Tahun 1983, Kusisah kecil yang saat itu masih duduk di kelas 4 SD mengikuti orang tuanya menjadi salah satu peserta transmigrasi ke Desa Mulyasari. Sejak SMP Kusisah sudah membantu orangtuanya menanam padi, jagung, labu, kacang tanah, dan semangka. Menurutnya hasil panen di masa itu sangat memuaskan.
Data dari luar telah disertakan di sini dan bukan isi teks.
//! # Fusion
//!
//! Kernel-independent inter-process coordination over shared memory.
//!
//! Processes create or join a *world*, a coordination session backed by
//! mmap'd files on a tmpfs. A world provides:
//!
//! - **Shared memory pools**: a BSD-style allocator operating on offsets
//!   inside a mapped file, usable from every attached process
//! - **Skirmishes**: recursive cross-process locks that recover from
//!   crashed owners via a liveness probe
//! - **References**: cross-process atomic counters with watch-for-zero
//!   callbacks
//! - **Object pools**: reference-counted objects reclaimed automatically
//!   when the last holder anywhere lets go, even if their creator died
//!
//! ## Quick Start
//!
//! ```rust,ignore
//! use fusion::{World, WorldConfig};
//!
//! // First process becomes master of world 0.
//! let world = World::create(0, WorldConfig::default())?;
//! let pool = world.create_pool("surfaces", 1 << 20)?;
//! let off = pool.allocate(256, true, true)?;
//!
//! // Other processes join and see the same memory.
//! let world = World::join(0, WorldConfig::default())?;
//! let pool = world.attach_pool(1)?;
//! ```

#![warn(missing_docs)]
#![warn(clippy::all)]
#![deny(unsafe_op_in_unsafe_fn)]

pub mod config;
pub mod error;
mod hash;
pub mod object;
pub mod refs;
pub mod shm;
pub mod skirmish;
pub mod world;

pub use config::WorldConfig;
pub use error::{Error, Result};
pub use object::{ObjectDestructor, ObjectHandle, ObjectPool, ObjectState};
pub use refs::Ref;
pub use shm::{HeapStats, ShmPool};
pub use skirmish::{dismiss_multi, prevail_multi, Skirmish};
pub use world::World;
Setelah menamatkan SMA Kusisah bekerja di perusahaan, hingga akhirnya menikah pada tahun 1994.
Tahun 2010 merupakan awal bagi Kusisah dan suaminya membuka lahan seluas 50 m x 100 m dengan ketebalan gambut sekitar 50 cm untuk kegiatan pertanian, hasilnya saat itu tanpa menggunakan pupuk sekitar 1,8 kwintal. Semenjak itu mereka terus menerus menggunakan urea dan bahan kimia lainnya untuk mendukung kegiatan pertaniannya. Hingga pada tahun 2019 ada beberapa sosialisasi yang diselenggarakan di desa terkait penggunaan pupuk kandang, dan terakhir pada tahun 2020 ada sekolah lapang dari BRG yang memberikan panduan untuk melakukan pertanian organik.
Pengetahuan dan keterampilan yang didapatkan Kusisah dari sekolah lapang ditularkan kepada petani yang lain di desanya. Terakhir Kusisah dah suaminya berencana akan mengelola sisa lahan mereka yang luasnya 50 m x 50 m dengan menggunakan pupuk organik penuh dan penataan yang lebih baik dengan satu jenis tanaman per baluran, agar rapi dan terlihat indah.